将得到的text,与图片名使用json格式存起来:
{
"0001.jpg": "This is a young woman with a broad forehead.",
"0002.jpg": "The young lady has a melon seed face and her chin is relatively narrow.",
"0003.jpg": "This is a melon seed face woman who has a broad chin.There is a young lady with a broad forehead."
}
2、下载代码模型
这里我们使用小哥魔改的stable diffusion代码,更加方便finetune。
finetune代码地址:https://github.com/justinpinkney/stable-diffusion
按照这个代码readme里的要求装好环境。同时下载好stable diffusion预训练好的模型 sd-v1-4-full-ema.ckpt ,放到目录里。

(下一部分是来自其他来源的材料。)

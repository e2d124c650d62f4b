use tracing::{debug, warn};
use crate::error::Result;
use crate::models::{ClassificationResult, DecadeEntry, FitnessLabel, Sex};
use crate::reference::{DecadeMatch, ReferenceTable};
use crate::validator::{check_age, check_vo2max};

pub const EXACT_DECADE_CONFIDENCE: f64 = 0.95;
pub const FALLBACK_DECADE_CONFIDENCE: f64 = 0.75;
pub const EXTREME_CONFIDENCE: f64 = 0.99;
pub const BOUNDARY_CONFIDENCE_CAP: f64 = 0.85;

/// Representative value of the open-ended top band sits this far above its
/// lower bound.
pub const OPEN_BAND_OFFSET: f64 = 10.0;

/// Places a measured VO2max into the ACSM band for the subject's sex and age.
pub struct BandClassifier<'a> {
    table: &'a ReferenceTable,
}

impl<'a> BandClassifier<'a> {
    pub fn new(table: &'a ReferenceTable) -> Self {
        Self { table }
    }

    pub fn classify(&self, sex: Sex, age: u32, value: f64) -> Result<ClassificationResult> {
        let age = check_age(age)?;
        let value = check_vo2max(value)?;

        let (decade, matched) = self.table.find_or_lowest(sex, age)?;
        let base_confidence = match matched {
            DecadeMatch::Exact => EXACT_DECADE_CONFIDENCE,
            DecadeMatch::Fallback => {
                warn!(
                    "No ACSM decade for sex {} age {}, using {}-{}",
                    sex, age, decade.ages.0, decade.ages.1
                );
                FALLBACK_DECADE_CONFIDENCE
            }
        };

        let result = classify_within(decade, value, base_confidence);
        debug!(
            "Classified {} ml/kg/min (sex {}, age {}) as {} ({}), percentile {}, confidence {:.2}",
            value, sex, age, result.label, result.zone, result.percentile, result.confidence
        );

        Ok(result)
    }
}

/// Classifies `value` against one decade's bands. The decade must hold at
/// least one band.
pub fn classify_within(decade: &DecadeEntry, value: f64, base_confidence: f64) -> ClassificationResult {
    let lowest = decade.lowest_bound().unwrap_or(0.0);

    let (label, mut confidence) = if value < lowest {
        (FitnessLabel::CriticallyLow, EXTREME_CONFIDENCE)
    } else {
        let label = decade
            .bands
            .iter()
            .find(|band| band.contains(value))
            .map_or(FitnessLabel::Superior, |band| band.label);
        (label, base_confidence)
    };

    let percentile = if label == FitnessLabel::CriticallyLow {
        extreme_low_percentile(value, lowest)
    } else {
        band_percentile(decade, value)
    };

    if decade.bands.iter().any(|band| band.lower == value) {
        confidence = confidence.min(BOUNDARY_CONFIDENCE_CAP);
    }

    ClassificationResult {
        label,
        zone: label.zone(),
        confidence,
        percentile,
        health_risk: label.health_risk(),
    }
}

/// Share of band representatives (midpoints, or lower + offset for the open
/// band) lying strictly below `value`, as a whole percentage. Coarse by
/// construction: it can only take `bands + 1` distinct values.
pub fn band_percentile(decade: &DecadeEntry, value: f64) -> u32 {
    if decade.bands.is_empty() {
        return 0;
    }

    let below = decade
        .bands
        .iter()
        .map(|band| match band.upper {
            Some(upper) => (band.lower + upper) / 2.0,
            None => band.lower + OPEN_BAND_OFFSET,
        })
        .filter(|representative| *representative < value)
        .count();

    (below as f64 / decade.bands.len() as f64 * 100.0).round() as u32
}

/// Proportional estimate for values under the lowest band, never below 1.
pub fn extreme_low_percentile(value: f64, lowest: f64) -> u32 {
    if lowest <= 0.0 {
        return 1;
    }
    ((value / lowest) * 5.0).round().max(1.0) as u32
}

模型下载地址:CompVis/stable-diffusion-v-1-4-original · Hugging Face
3、配置与运行
stable diffusion使用yaml文件来配置训练,由于小哥给的yaml需要配置特定的数据格式,太麻烦了,我这边直接给出一个更简单方便的。只需要修改放图片的文件夹路径,以及第一步生成的配对数据的json文件路径。具体改哪儿直接看下面:
model:
base_learning_rate: 1.0e-04
target: ldm.models.diffusion.ddpm.LatentDiffusion
params:
linear_start: 0.00085
linear_end: 0.0120
num_timesteps_cond: 1
log_every_t: 200
timesteps: 1000
first_stage_key: "image"
cond_stage_key: "txt"
image_size: 64
channels: 4
cond_stage_trainable: false # Note: different from the one we trained before
conditioning_key: crossattn
scale_factor: 0.18215
scheduler_config: # 10000 warmup steps
target: ldm.lr_scheduler.LambdaLinearScheduler
params:
warm_up_steps: [ 1 ] # NOTE for resuming. use 10000 if starting from scratch
cycle_lengths: [ 10000000000000 ] # incredibly large number to prevent corner cases
f_start: [ 1.e-6 ]
f_max: [ 1. ]
f_min: [ 1. ]
unet_config:
target: ldm.modules.diffusionmodules.openaimodel.UNetModel
params:
image_size: 32 # unused
in_channels: 4
out_channels: 4
model_channels: 320
attention_resolutions: [ 4, 2, 1 ]
num_res_blocks: 2
channel_mult: [ 1, 2, 4, 4 ]
num_heads: 8
use_spatial_transformer: True
transformer_depth: 1
context_dim: 768
use_checkpoint: True
legacy: False
first_stage_config:
target: ldm.models.autoencoder.AutoencoderKL
ckpt_path: "models/first_stage_models/kl-f8/model.ckpt"
params:
embed_dim: 4
monitor: val/rec_loss
ddconfig:
double_z: true
z_channels: 4
resolution: 256
in_channels: 3
out_ch: 3
ch: 128
ch_mult:
- 1
- 2
- 4
- 4
num_res_blocks: 2
attn_resolutions: []
dropout: 0.0
lossconfig:
target: torch.nn.Identity
cond_stage_config:
target: ldm.modules.encoders.modules.FrozenCLIPEmbedder
data:
target: main.DataModuleFromConfig
params:
batch_size: 1
num_workers: 4
num_val_workers: 0 # Avoid a weird val dataloader issue
train:
target: ldm.data.simple.FolderData
params:
root_dir: '你存图片的文件夹路径/'
caption_file: '图片对应的标注文件.json'
image_transforms:
- target: torchvision.transforms.Resize
params:
size: 512
interpolation: 3
- target: torchvision.transforms.RandomCrop
params:
size: 512
- target: torchvision.transforms.RandomHorizontalFlip
validation:
target: ldm.data.simple.TextOnly
params:
captions:
- "测试时候用的prompt"
- "A frontal selfie of handsome caucasian guy with blond hair and blue eyes, with face in the center"
output_size: 512
n_gpus: 2 # small hack to sure we see all our samples
lightning:
find_unused_parameters: False
modelcheckpoint:
params:
every_n_train_steps: 30000
save_top_k: -1
monitor: null
callbacks:
image_logger:
target: main.ImageLogger
params:
batch_frequency: 30000
max_images: 1
increase_log_steps: False
log_first_step: True
log_all_val: True
log_images_kwargs:
use_ema_scope: True
inpaint: False
plot_progressive_rows: False
plot_diffusion_rows: False
N: 4
unconditional_guidance_scale: 3.0
unconditional_guidance_label: [""]
trainer:
benchmark: True
num_sanity_val_steps: 0
accumulate_grad_batches: 1
最后一步,运行命令:
python main.py --base yaml文件路径.yaml --gpus 0,1 --scale_lr False --num_nodes 1 --check_val_every_n_epoch 2 --finetune_from 上面下载的模型路径.ckpt
大功告成,等待模型训练就行了。需要注意的是,我这边启用了两个GPU,并且stable diffusion是比较吃显存的,我在V100上进行训练batchsize也只能设为1。